THE DATA
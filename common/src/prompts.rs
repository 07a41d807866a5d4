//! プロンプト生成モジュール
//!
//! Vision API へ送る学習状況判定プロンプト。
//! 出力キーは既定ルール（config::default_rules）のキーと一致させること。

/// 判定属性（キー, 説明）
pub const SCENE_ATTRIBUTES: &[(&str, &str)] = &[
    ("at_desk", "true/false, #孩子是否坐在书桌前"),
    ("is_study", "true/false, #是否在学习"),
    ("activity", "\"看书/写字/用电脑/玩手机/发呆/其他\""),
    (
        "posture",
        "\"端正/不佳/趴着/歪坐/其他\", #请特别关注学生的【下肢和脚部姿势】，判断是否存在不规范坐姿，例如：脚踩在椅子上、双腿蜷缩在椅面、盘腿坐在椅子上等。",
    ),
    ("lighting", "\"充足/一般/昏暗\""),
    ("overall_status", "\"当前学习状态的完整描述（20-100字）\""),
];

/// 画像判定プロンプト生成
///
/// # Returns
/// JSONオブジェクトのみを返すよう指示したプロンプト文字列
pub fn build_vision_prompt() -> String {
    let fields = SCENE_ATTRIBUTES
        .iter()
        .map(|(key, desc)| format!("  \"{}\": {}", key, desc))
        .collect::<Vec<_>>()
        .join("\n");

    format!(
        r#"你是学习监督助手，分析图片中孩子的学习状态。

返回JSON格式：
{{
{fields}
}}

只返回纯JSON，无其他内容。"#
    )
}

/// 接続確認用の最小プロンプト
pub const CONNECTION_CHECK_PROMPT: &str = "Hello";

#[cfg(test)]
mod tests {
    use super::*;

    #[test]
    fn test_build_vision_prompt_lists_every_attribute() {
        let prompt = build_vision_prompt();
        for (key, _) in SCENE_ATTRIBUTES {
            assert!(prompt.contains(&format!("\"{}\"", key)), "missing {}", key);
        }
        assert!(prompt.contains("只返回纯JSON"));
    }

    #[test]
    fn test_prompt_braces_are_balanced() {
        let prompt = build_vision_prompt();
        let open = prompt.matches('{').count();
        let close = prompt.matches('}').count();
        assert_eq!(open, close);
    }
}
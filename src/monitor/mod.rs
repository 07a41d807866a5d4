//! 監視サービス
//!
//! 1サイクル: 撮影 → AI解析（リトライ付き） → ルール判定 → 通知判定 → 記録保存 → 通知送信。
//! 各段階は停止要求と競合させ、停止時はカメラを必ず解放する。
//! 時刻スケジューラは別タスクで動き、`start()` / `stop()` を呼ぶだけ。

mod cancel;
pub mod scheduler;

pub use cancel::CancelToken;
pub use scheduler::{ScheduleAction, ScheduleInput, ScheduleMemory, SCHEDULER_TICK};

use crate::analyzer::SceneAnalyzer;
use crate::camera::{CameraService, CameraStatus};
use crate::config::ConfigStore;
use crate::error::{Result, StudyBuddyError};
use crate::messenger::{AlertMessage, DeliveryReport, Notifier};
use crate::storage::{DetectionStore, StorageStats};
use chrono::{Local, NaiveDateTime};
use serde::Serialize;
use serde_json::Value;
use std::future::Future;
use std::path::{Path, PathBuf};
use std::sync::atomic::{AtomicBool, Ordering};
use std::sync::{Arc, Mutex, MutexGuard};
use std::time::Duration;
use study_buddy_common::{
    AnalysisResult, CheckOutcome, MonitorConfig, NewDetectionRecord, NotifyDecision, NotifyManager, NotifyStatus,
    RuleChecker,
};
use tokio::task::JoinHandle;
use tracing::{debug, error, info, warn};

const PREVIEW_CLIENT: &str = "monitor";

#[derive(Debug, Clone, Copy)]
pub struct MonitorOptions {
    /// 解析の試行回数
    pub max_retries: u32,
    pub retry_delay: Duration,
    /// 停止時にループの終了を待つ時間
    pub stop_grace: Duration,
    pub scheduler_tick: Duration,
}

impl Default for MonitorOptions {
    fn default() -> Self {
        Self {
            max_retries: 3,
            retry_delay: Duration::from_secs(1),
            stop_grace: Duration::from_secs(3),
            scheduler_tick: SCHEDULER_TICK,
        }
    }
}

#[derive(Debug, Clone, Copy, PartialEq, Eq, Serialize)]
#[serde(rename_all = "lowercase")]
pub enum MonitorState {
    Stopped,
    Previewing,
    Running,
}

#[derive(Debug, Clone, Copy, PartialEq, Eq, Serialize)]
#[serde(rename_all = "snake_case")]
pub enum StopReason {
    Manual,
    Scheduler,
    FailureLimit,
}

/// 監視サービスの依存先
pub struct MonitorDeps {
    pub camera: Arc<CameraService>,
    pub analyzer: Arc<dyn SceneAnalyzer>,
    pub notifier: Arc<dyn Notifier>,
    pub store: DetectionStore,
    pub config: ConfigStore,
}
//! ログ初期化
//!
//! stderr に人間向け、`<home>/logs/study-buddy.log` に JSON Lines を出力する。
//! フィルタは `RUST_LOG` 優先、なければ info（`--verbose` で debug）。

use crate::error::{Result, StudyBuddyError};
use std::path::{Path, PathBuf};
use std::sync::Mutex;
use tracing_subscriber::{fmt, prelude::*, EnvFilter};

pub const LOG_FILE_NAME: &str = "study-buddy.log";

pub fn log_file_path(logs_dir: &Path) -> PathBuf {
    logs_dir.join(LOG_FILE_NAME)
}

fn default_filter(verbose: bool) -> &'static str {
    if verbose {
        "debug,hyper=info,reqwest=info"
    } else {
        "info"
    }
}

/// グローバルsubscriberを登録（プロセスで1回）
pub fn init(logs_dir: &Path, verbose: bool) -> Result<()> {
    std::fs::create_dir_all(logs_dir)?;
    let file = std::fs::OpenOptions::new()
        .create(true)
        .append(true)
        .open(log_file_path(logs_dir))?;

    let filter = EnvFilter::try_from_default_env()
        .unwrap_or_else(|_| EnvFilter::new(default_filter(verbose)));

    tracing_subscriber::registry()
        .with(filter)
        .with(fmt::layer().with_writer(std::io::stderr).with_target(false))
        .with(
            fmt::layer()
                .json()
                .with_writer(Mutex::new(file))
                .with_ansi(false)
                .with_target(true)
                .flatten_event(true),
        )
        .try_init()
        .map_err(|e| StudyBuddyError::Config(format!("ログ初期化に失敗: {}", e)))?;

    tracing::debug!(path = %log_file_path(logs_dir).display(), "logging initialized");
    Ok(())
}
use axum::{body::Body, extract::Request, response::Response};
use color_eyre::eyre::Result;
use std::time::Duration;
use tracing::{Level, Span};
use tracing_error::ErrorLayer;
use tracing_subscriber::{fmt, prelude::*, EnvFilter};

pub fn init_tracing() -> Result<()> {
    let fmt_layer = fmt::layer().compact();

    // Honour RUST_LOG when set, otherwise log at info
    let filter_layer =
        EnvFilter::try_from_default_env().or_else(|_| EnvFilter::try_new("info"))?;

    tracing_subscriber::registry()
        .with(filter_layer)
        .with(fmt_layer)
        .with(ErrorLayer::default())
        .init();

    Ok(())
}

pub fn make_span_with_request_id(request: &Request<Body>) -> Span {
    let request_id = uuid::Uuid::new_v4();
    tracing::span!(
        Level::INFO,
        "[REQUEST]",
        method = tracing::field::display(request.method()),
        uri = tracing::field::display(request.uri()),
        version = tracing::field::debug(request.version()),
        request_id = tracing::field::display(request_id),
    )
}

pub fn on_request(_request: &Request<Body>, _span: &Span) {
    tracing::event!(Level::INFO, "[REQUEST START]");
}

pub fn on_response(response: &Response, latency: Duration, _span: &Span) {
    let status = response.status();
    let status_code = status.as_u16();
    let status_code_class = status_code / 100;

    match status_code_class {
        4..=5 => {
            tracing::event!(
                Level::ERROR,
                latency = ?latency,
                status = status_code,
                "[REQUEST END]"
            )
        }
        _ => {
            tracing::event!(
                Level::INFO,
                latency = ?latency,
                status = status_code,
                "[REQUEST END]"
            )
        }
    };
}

TASK REQUIREMENTS
Your answer should hold every line of the entries that contains the string "response".

ANSWER FOR THIS EXERCISE
use axum::{body::Body, extract::Request, response::Response};
pub fn on_response(response: &Response, latency: Duration, _span: &Span) {
    let status = response.status();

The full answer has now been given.